▸ **Problem to solve**: Search the records below for the word "CollisionSearch". Pull out each line that has it.

▼▼▼

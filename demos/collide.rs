// Copyright © 2024 The keccak-collision authors
//
// This file is part of keccak-collision.
//
// keccak-collision is free software: you can redistribute it and/or modify it under
// the terms of the Mozilla Public License Version 2.0 as published by the
// Mozilla Foundation. See <https://mozilla.org/en-US/MPL/2.0/>.

//! Finds two distinct messages with the same digest under Keccak with a capacity of 16 bits.
//!
//! Run it with `RUST_LOG=debug cargo run --example collide`.
//! Optionally, a JSON configuration of a [`CollisionSearch`] can be passed as first argument.

use keccak_collision::{
    attack::{
        collision::{CollisionSearch, CycleDetection},
        forge::forge_suffixes,
    },
    construction::hash::ReducedKeccak,
    error::SpongeError,
};
use tracing_subscriber::EnvFilter;

fn main() -> Result<(), SpongeError> {
    let filter = EnvFilter::try_from_default_env().unwrap_or_else(|_| EnvFilter::new("info"));
    tracing_subscriber::fmt().with_env_filter(filter).init();

    let search = match std::env::args().nth(1) {
        Some(json) => CollisionSearch::from_json(&json)?,
        None => CollisionSearch::new(
            ReducedKeccak::with_rate_output(16)?,
            CycleDetection::default(),
        ),
    };

    let collision = search.run()?;
    let forged = forge_suffixes(&collision, &search.hash, 0x37)?;
    let digest = forged.verify(&search.hash)?;

    println!("capacity tail: {}", collision.capacity_tail);
    println!("evaluations:   {}", collision.evaluations);
    println!("message 1:     {}", hex::encode(&forged.message_1));
    println!("message 2:     {}", hex::encode(&forged.message_2));
    println!("digest:        {}", hex::encode(digest));

    Ok(())
}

▲▲▲

▸ **Result**:
//! Optionally, a JSON configuration of a [`CollisionSearch`] can be passed as first argument.
        collision::{CollisionSearch, CycleDetection},
        Some(json) => CollisionSearch::from_json(&json)?,
        None => CollisionSearch::new(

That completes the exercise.